Personal information
- Full name: Jeremy Shepherd
- Date of birth: April 8, 1985 (age 41)
- Place of birth: Brampton, Ontario, Canada
- Height: 5 ft 9 in (1.75 m)
- Position: Striker

Youth career
- 1997–2000: Mississagua Dixie S.C.
- 2000–2004: Toronto Lynx Jrs.

Senior career*
- Years: Team / Apps / (Gls)
- 2005: Oakville Blue Devils / 6 / (4)
- 2006: Toronto Lynx / 13 / (0)
- 2008–2011: Brampton Lions / 68 / (12)
- 2012: Brantford Galaxy / 9 / (4)

International career
- 2001: U-17 Canada / 3 / (0)

= Jeremy Shepherd =

Canadian former soccer player (born 1985)

Jeremy Shepherd (born April 8, 1985) is a Canadian former soccer player who played as a forward.

==Club career==

=== Youth career ===
Shepherd began playing at the youth level with the Toronto Lynx Jrs in their inaugural season in the Super Y-League in 2000. He also played his youth soccer with Dixie Soccer Club and spent some time in the Hertha Berlin youth system.

=== Oakville ===
After graduating from the Lynx Academy, he signed with the Oakville Blue Devils of the Canadian Professional Soccer League playing under former Director of Lynx Academy Duncan Wilde. On September 11, 2005, he made his debut against St. Catharines Wolves. A week after he recorded his first professional goal on September 15, 2005, against North York Astros. He helped Oakville clinch a postseason by finishing second in the Western Conference. He featured in the CPSL Championship finals match against Vaughan Shooters, and won the championship by a score of 2-1.

=== Toronto Lynx ===
In 2006, when Wilde returned to the Toronto Lynx he signed Shepherd to a contract with the senior team in the USL First Division. He made his debut on April 22, 2006, against the Virginia Beach Mariners. On July 16, 2006, against the Atlanta Silverbacks, he broke his leg in a collision with a Silverback player forcing him to miss the rest of the season. He made 13 appearances with the club in his debut season.

=== CSL ===
After recovering from his injury Shepherd signed with the Brampton Lions for the 2008 CSL season. Shepherd ended his two-year goal drought on September 20 against North York Astros, where he scored two goals in a 3-1 victory. He continued his fine form in a cruising 6-0 victory over London City where he recorded two goals and clinched a playoff spot for the Lions. On May 14, 2009, the Brampton Lions re-signed Shepherd for the 2009 season. Where he helped the club secure a postseason berth by finishing third in the National Division.

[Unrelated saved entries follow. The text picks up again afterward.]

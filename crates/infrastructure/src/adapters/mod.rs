//! Adapters implementing the application ports.

mod reqwest_client;

pub use reqwest_client::ReqwestHttpClient;
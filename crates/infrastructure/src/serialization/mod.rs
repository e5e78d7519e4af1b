//! Serialization for report attachments, result files and suite documents.

mod json;

pub use json::{
    SerializationError, from_document, from_json, is_document, to_attachment_json, to_json_stable,
};
//! Request specification type

use serde::{Deserialize, Serialize};
use url::Url;

use super::{Header, Headers, HttpMethod, RequestBody};
use crate::error::{DomainError, DomainResult};

/// Default per-request timeout in milliseconds.
pub const DEFAULT_TIMEOUT_MS: u64 = 30_000;

/// Complete specification for one HTTP call.
#[derive(Debug, Clone, PartialEq, Eq, Serialize, Deserialize)]
pub struct RequestSpec {
    /// HTTP method
    pub method: HttpMethod,
    /// Absolute target URL, without the query string
    pub url: String,
    /// HTTP headers
    #[serde(default)]
    pub headers: Headers,
    /// Query parameters appended to the URL in order
    #[serde(default)]
    pub query: Vec<(String, String)>,
    /// Request body
    #[serde(default)]
    pub body: RequestBody,
    /// Transport timeout in milliseconds
    #[serde(default = "default_timeout_ms")]
    pub timeout_ms: u64,
}

const fn default_timeout_ms() -> u64 {
    DEFAULT_TIMEOUT_MS
}

impl RequestSpec {
    /// Creates a request with no headers, query or body.
    #[must_use]
    pub fn new(method: HttpMethod, url: impl Into<String>) -> Self {
        Self {
            method,
            url: url.into(),
            headers: Headers::new(),
            query: Vec::new(),
            body: RequestBody::none(),
            timeout_ms: DEFAULT_TIMEOUT_MS,
        }
    }

    /// Creates a GET request.
    #[must_use]
    pub fn get(url: impl Into<String>) -> Self {
        Self::new(HttpMethod::Get, url)
    }

    /// Adds a header (builder pattern).
    #[must_use]
    pub fn with_header(mut self, name: impl Into<String>, value: impl Into<String>) -> Self {
        self.headers.add(Header::new(name, value));
        self
    }

    /// Adds a query parameter (builder pattern).
    #[must_use]
    pub fn with_query(mut self, key: impl Into<String>, value: impl Into<String>) -> Self {
        self.query.push((key.into(), value.into()));
        self
    }

    /// Sets the body (builder pattern).
    #[must_use]
    pub fn with_body(mut self, body: RequestBody) -> Self {
        self.body = body;
        self
    }

    /// Sets the transport timeout (builder pattern).
    #[must_use]
    pub const fn with_timeout_ms(mut self, timeout_ms: u64) -> Self {
        self.timeout_ms = timeout_ms;
        self
    }

    /// Parses the URL and appends the query parameters.
    ///
    /// # Errors
    ///
    /// Returns [`DomainError::InvalidUrl`] if the URL is malformed.
    pub fn full_url(&self) -> DomainResult<Url> {
        let mut url =
            Url::parse(&self.url).map_err(|e| DomainError::InvalidUrl(format!("{e}: {}", self.url)))?;
        if !self.query.is_empty() {
            url.query_pairs_mut()
                .extend_pairs(self.query.iter().map(|(k, v)| (k.as_str(), v.as_str())));
        }
        Ok(url)
    }
}

#[cfg(test)]
#[allow(clippy::unwrap_used)]
mod tests {
    use super::*;
    use pretty_assertions::assert_eq;

    #[test]
    fn full_url_appends_query_in_order() {
        let req = RequestSpec::get("https://api.example.com/posts")
            .with_query("userId", "1")
            .with_query("page", "2");
        assert_eq!(
            req.full_url().unwrap().as_str(),
            "https://api.example.com/posts?userId=1&page=2"
        );
    }

    #[test]
    fn full_url_rejects_relative_urls() {
        let req = RequestSpec::get("users/1");
        assert!(matches!(req.full_url(), Err(DomainError::InvalidUrl(_))));
    }

    #[test]
    fn defaults_to_thirty_second_timeout() {
        let req = RequestSpec::new(HttpMethod::Delete, "https://api.example.com/users/1");
        assert_eq!(req.timeout_ms, DEFAULT_TIMEOUT_MS);
        assert!(req.body.is_empty());
    }
}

He re-signed with Brampton for the 2011 season. In his fourth season with Brampton, he assisted in securing a postseason berth by finishing fourth in the First Division. After a four-year tenure in Brampton, he was recruited by Ron Davidson to sign with Brantford Galaxy for the 2012 season. He made his debut for the club on May 6, 2012, against the York Region Shooters. He recorded his first goal and a hat-trick on June 17, 2012, against SC Waterloo Region.

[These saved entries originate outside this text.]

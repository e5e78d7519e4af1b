//! HTML report rendering through the external `allure` CLI.

use std::io::ErrorKind;
use std::path::Path;
use std::process::Command;

use anyhow::{Result, bail};
use tracing::{info, warn};

/// What happened when report generation was requested.
#[derive(Debug, Clone, Copy, PartialEq, Eq)]
pub enum ReportOutcome {
    /// The report was written.
    Generated,
    /// No `allure` executable on `PATH`.
    CliMissing,
}

/// Runs `allure generate <results> --output <report> --clean`.
///
/// # Errors
///
/// Returns an error if the CLI is present but exits unsuccessfully or
/// cannot be started for a reason other than being absent.
pub fn generate(results_dir: &Path, report_dir: &Path) -> Result<ReportOutcome> {
    generate_with("allure", results_dir, report_dir)
}

fn generate_with(program: &str, results_dir: &Path, report_dir: &Path) -> Result<ReportOutcome> {
    let status = Command::new(program)
        .arg("generate")
        .arg(results_dir)
        .arg("--output")
        .arg(report_dir)
        .arg("--clean")
        .status();

    match status {
        Ok(status) if status.success() => {
            info!(report = %report_dir.display(), "report generated");
            Ok(ReportOutcome::Generated)
        }
        Ok(status) => bail!("{program} generate exited with {status}"),
        Err(e) if e.kind() == ErrorKind::NotFound => {
            warn!(program, "report CLI not found");
            Ok(ReportOutcome::CliMissing)
        }
        Err(e) => bail!("failed to start {program}: {e}"),
    }
}

#[cfg(test)]
mod tests {
    #![allow(clippy::unwrap_used)]

    use super::*;

    #[test]
    fn missing_cli_is_reported_not_raised() {
        let outcome = generate_with(
            "apiprobe-no-such-report-cli",
            Path::new("results"),
            Path::new("report"),
        )
        .unwrap();
        assert_eq!(outcome, ReportOutcome::CliMissing);
    }
}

After the dismissal of head coach Ron Davidson, he along with the other five players left the club in support of Davidson. Though he later returned to Brantford to finish off the remainder of the season.

== International career ==
He made his debut for the Canada men's national under-17 soccer team on April 20, 2001, against the United States in the 2001 CONCACAF U-17 Tournament.